→ Exercise directions: For the data below, work out the number of lines containing the string "SystemSnapshot" and answer with that number only.

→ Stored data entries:
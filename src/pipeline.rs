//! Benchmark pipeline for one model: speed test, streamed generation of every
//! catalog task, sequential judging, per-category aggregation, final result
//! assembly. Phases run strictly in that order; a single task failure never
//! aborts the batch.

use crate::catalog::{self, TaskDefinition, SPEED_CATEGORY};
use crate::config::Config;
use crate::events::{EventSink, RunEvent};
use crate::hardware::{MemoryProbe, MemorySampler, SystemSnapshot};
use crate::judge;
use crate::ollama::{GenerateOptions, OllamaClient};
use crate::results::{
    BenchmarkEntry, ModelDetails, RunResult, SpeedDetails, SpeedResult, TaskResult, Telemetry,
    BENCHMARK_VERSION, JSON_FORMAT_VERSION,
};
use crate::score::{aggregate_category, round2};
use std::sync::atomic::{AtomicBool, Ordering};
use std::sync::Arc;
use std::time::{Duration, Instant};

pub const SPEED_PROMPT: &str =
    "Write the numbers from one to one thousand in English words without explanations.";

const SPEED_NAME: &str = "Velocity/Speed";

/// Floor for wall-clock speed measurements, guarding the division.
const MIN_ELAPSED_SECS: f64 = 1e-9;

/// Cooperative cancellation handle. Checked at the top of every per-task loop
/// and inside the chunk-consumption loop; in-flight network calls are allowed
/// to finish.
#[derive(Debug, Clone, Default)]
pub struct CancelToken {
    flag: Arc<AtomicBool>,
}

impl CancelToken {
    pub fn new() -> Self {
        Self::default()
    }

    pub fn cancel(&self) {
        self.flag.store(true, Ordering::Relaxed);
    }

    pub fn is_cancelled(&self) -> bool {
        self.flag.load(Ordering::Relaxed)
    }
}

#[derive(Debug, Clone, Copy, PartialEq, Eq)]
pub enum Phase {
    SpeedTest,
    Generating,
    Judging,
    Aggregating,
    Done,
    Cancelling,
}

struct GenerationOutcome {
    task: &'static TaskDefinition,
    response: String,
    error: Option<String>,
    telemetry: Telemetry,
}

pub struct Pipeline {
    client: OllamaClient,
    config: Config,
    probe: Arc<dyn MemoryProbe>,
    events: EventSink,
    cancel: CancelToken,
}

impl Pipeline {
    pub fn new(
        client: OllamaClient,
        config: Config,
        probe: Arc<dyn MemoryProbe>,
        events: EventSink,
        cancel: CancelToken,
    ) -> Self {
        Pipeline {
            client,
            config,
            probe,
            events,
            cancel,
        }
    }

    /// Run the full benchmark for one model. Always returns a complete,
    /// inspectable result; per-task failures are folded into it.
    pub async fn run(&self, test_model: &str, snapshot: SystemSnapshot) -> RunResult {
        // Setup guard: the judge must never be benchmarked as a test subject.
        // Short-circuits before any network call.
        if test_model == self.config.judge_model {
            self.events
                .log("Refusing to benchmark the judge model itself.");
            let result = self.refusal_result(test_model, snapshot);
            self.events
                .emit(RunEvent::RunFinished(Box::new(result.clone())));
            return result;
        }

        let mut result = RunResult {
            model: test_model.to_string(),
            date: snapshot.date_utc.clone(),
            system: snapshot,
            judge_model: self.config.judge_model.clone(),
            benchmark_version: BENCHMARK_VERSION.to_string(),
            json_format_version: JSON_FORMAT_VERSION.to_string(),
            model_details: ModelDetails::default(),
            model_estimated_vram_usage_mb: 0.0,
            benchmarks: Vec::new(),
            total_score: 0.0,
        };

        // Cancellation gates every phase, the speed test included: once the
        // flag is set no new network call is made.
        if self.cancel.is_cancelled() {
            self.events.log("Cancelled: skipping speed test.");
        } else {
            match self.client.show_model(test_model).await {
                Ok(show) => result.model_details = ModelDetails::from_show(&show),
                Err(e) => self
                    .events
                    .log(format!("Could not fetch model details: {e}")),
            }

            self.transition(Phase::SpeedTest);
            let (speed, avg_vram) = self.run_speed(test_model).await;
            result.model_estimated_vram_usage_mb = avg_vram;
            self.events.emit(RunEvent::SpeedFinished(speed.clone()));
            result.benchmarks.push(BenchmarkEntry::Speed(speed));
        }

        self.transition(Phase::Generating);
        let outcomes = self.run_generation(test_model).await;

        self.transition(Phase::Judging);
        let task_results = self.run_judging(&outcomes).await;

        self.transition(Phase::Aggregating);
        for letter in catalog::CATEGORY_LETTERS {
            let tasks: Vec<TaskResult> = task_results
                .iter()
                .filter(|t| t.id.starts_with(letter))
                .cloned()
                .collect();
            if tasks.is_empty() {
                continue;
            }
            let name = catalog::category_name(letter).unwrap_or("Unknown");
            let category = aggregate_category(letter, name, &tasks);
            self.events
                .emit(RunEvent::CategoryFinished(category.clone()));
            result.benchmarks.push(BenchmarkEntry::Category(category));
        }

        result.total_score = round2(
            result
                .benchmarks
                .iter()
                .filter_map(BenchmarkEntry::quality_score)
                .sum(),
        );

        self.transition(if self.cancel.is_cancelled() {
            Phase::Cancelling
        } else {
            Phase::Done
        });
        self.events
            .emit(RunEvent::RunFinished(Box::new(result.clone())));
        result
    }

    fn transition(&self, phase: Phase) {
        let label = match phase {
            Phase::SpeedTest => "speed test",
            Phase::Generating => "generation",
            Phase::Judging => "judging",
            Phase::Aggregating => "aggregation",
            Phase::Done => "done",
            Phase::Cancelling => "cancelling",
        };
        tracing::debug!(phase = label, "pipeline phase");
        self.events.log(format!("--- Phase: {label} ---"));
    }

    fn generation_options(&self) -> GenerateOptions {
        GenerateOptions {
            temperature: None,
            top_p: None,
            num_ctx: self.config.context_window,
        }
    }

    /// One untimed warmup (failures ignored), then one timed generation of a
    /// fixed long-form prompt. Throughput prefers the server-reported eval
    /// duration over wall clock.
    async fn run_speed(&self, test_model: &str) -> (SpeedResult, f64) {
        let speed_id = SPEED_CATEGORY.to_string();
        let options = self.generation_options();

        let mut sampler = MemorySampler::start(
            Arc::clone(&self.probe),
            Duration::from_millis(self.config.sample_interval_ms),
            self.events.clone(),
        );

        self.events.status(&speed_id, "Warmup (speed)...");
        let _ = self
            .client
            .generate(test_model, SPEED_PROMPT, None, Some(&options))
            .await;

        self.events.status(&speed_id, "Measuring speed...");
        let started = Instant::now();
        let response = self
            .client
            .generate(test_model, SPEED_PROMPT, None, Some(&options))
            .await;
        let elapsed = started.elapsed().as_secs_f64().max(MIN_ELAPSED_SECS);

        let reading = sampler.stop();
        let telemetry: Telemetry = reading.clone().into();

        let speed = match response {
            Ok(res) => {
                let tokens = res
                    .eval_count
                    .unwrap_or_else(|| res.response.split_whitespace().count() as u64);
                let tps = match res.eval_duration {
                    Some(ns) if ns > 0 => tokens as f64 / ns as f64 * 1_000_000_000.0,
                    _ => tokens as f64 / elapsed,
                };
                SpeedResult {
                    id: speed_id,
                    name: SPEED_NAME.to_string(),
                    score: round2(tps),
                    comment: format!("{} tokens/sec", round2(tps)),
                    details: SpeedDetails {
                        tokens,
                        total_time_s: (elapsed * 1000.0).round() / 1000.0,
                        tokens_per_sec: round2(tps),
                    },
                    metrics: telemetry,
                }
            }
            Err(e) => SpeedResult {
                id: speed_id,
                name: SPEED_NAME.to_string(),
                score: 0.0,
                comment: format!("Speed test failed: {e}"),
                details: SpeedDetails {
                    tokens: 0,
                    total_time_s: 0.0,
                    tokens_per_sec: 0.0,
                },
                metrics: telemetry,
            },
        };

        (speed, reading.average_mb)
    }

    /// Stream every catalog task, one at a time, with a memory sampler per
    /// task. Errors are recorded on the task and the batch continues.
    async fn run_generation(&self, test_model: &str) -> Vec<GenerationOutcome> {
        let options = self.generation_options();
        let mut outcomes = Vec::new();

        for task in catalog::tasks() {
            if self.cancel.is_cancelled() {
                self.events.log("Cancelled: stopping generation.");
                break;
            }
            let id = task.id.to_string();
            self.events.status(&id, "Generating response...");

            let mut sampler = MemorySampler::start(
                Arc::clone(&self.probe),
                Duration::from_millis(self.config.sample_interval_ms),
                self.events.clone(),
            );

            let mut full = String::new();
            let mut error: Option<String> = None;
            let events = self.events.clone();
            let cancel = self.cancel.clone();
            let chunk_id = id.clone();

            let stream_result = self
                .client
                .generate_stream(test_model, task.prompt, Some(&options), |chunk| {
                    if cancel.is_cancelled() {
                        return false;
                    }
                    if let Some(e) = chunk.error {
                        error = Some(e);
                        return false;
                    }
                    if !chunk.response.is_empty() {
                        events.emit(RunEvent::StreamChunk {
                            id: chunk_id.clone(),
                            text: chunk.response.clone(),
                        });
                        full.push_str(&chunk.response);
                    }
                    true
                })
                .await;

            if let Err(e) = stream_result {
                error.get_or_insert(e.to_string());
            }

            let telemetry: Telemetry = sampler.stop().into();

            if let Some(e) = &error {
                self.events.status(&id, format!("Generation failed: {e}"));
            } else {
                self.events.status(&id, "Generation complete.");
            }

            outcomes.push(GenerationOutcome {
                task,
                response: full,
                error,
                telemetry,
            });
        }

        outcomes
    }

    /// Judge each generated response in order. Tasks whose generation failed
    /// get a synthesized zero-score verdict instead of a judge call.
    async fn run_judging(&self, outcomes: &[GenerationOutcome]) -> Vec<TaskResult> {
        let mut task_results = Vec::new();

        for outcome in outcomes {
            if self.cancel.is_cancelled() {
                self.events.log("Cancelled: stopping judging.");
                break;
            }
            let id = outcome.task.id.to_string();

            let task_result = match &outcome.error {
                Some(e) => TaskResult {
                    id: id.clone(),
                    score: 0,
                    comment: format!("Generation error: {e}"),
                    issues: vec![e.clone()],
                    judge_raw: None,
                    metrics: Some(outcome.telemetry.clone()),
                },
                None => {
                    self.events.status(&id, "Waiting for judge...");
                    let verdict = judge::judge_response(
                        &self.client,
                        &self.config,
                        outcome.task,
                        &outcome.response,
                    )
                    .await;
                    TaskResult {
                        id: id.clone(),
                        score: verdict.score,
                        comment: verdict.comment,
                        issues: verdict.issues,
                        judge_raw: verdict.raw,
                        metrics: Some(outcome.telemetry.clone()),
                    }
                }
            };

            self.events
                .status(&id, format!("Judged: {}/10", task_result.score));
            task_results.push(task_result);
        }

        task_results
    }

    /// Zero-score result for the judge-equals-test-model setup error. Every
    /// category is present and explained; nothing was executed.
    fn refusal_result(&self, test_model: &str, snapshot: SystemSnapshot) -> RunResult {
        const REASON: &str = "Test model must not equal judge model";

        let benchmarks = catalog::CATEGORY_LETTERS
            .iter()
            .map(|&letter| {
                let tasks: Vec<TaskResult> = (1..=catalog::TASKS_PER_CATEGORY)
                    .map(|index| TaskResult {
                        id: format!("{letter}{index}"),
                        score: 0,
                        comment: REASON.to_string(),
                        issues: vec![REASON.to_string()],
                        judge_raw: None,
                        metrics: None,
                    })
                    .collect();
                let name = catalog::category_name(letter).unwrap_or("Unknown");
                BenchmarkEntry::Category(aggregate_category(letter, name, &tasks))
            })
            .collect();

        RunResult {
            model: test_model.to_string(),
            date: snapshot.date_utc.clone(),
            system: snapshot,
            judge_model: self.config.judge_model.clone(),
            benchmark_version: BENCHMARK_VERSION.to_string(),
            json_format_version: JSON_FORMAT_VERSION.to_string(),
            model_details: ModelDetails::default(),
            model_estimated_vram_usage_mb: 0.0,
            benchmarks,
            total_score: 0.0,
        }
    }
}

→ Result below: 3